クリスマス会と英語について

子どもの頃に,英会話の教室でクリスマス会をしました。
小学生だった私は,キリスト教の何となく厳かな雰囲気が好きで,このクリスマス会から英語にかなりの興味をもつようになりました。
今から思うと,たいしたこともしていませんでしたが,みんなで劇を演じることになり,私は「羊飼いその3」の役で,せりふは一つか二つしかなかったと思います。
それでも,せりふを必死に覚え,せっかくなら,なるべくきれいな発音で言いたいと思って頑張ったものです。
私は,大人と子どもの感覚というのは,まったく別だと思っています。
こんな他愛もないようなことでも,夢中になれるし,緊張もするし,うまくいったときには,本当に嬉しいと思うのです。
ですから,英語で劇ができることに,たまらない優越感を覚えて,その快感が英語をマスターしたいというモチベーションにつながることは,本当によくあることだと思います。
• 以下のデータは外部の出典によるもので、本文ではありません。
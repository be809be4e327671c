use std::fs::{self, File};
use std::path::Path;

use memmap2::Mmap;

use super::{LexicalTable, TableError};

pub(super) const MAGIC: &[u8; 4] = b"CPTT";
pub(super) const VERSION: u8 = 1;
const HEADER_SIZE: usize = 4 + 1 + 4 + 4; // magic + version + body_len + crc32 = 13

impl LexicalTable {
    /// Parse a text table with one `source target score` triple per line.
    ///
    /// Blank lines and lines starting with `#` are skipped. Empty targets are
    /// not representable in this format; unaligned words are modelled by the
    /// null translation instead.
    pub fn from_text(text: &str) -> Result<Self, TableError> {
        let mut table = Self::new();
        for (i, line) in text.lines().enumerate() {
            let line = line.trim();
            if line.is_empty() || line.starts_with('#') {
                continue;
            }
            let fields: Vec<&str> = line.split_whitespace().collect();
            if fields.len() != 3 {
                return Err(TableError::Parse {
                    line: i + 1,
                    reason: format!("expected 3 fields, got {}", fields.len()),
                });
            }
            let score: f64 = fields[2].parse().map_err(|e| TableError::Parse {
                line: i + 1,
                reason: format!("invalid score '{}': {e}", fields[2]),
            })?;
            if !score.is_finite() {
                return Err(TableError::Parse {
                    line: i + 1,
                    reason: format!("score must be finite, got {score}"),
                });
            }
            table.insert(fields[0], fields[1], score);
        }
        Ok(table)
    }

    /// Read a text table from disk.
    pub fn load_text(path: &Path) -> Result<Self, TableError> {
        Self::from_text(&fs::read_to_string(path)?)
    }

    pub fn to_bytes(&self) -> Result<Vec<u8>, TableError> {
        let body = bincode::serialize(&self.entries).map_err(TableError::Serialize)?;
        let body_len: u32 = body
            .len()
            .try_into()
            .map_err(|_| TableError::InvalidHeader)?;

        let mut buf = Vec::with_capacity(HEADER_SIZE + body.len());
        buf.extend_from_slice(MAGIC);
        buf.push(VERSION);
        buf.extend_from_slice(&body_len.to_le_bytes());
        buf.extend_from_slice(&crc32fast::hash(&body).to_le_bytes());
        buf.extend_from_slice(&body);
        Ok(buf)
    }

    pub fn from_bytes(data: &[u8]) -> Result<Self, TableError> {
        if data.len() < 5 {
            return Err(TableError::InvalidHeader);
        }
        if &data[..4] != MAGIC {
            return Err(TableError::InvalidMagic);
        }
        if data[4] != VERSION {
            return Err(TableError::UnsupportedVersion(data[4]));
        }
        if data.len() < HEADER_SIZE {
            return Err(TableError::InvalidHeader);
        }

        let body_len = read_u32(&data[5..9]) as usize;
        let expected_crc = read_u32(&data[9..13]);
        let body = data
            .get(HEADER_SIZE..HEADER_SIZE + body_len)
            .ok_or(TableError::InvalidHeader)?;

        let found = crc32fast::hash(body);
        if found != expected_crc {
            return Err(TableError::Checksum {
                expected: expected_crc,
                found,
            });
        }

        let entries = bincode::deserialize(body).map_err(TableError::Deserialize)?;
        Ok(Self { entries })
    }

    /// Open a compiled table file, using mmap to avoid an extra copy of the raw bytes.
    pub fn open(path: &Path) -> Result<Self, TableError> {
        let file = File::open(path)?;
        // SAFETY: The file is opened read-only and the mapping is immutable.
        // The Mmap is dropped after deserialization completes below.
        let mmap = unsafe { Mmap::map(&file)? };
        Self::from_bytes(&mmap)
    }

    /// Open either a compiled table or a text table, detected by magic bytes.
    pub fn open_any(path: &Path) -> Result<Self, TableError> {
        let data = fs::read(path)?;
        if data.starts_with(MAGIC) {
            Self::from_bytes(&data)
        } else {
            let text = String::from_utf8(data).map_err(|e| TableError::Parse {
                line: 0,
                reason: format!("not UTF-8: {e}"),
            })?;
            Self::from_text(&text)
        }
    }

    pub fn save(&self, path: &Path) -> Result<(), TableError> {
        Ok(fs::write(path, self.to_bytes()?)?)
    }
}

fn read_u32(bytes: &[u8]) -> u32 {
    let mut raw = [0u8; 4];
    raw.copy_from_slice(bytes);
    u32::from_le_bytes(raw)
}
私の英語学習の原点ともいうべき,このクリスマス会を,毎年,クリスマスシーズンになると思い出します。
そして,日本国中で,同じような子どもが,恐らくは数え切れないくらいいると思い,微笑ましく思っています。
その頃は,高度経済成長期の末で,この頃の日本については,かつて「天井桟敷」という劇団が劇中で語ったせりふが頭をよぎります。正確には覚えていないのですが,おおよそ次のような内容だったと思います。
「一匹のトカゲをコカ・コーラのビンの中で飼い,餌をあたえ育てていて,トカゲもビンから外に出たり入ったりして,楽しそうにしていた。それを見ていた自分も楽しくなり,トカゲが成長していくのをじっと見守っていた。しかし,ある時,気がついたらトカゲは体が大きくなり過ぎて,ビンから出れなくなってしまった。今の日本は,このトカゲそのものだ。コカ・コーラアメリカの中で,大きくなり過ぎたがゆえに,身動きできなくなっている。日本は,これから先どうなるのだろう。」
現在の日本はどうでしょう。
もう,コカ・コーラのビンから外に出ていますか。
あるいは,さらに大きくなり,苦しくて身悶えていますか。
あるいは,ビンを中から壊して,自由を獲得していますか。
英語を話す意義というのは,子ども自身はまったく捉えていないでしょう。
アメリカとの関係など,何ら頭の中にないでしょう。
私は,子どもたちとどう接すればいいのか,どのように興味づけをしていけばいいのか,悩みます。
アメリカに限らず,世界の中の日本を見つめる上で言語教育というのは欠かすことができないものだと思います。 


ただ,そんな難しいことなどは考えず,やはり子どもは,純粋にクリスマスを楽しんでほしいと願います。
そして,その楽しい経験から,英語に興味をもってほしいと思っています。
それが,どの子にとっても,やはりプラスになると思うからです。
みなさんは,いかが思われますか。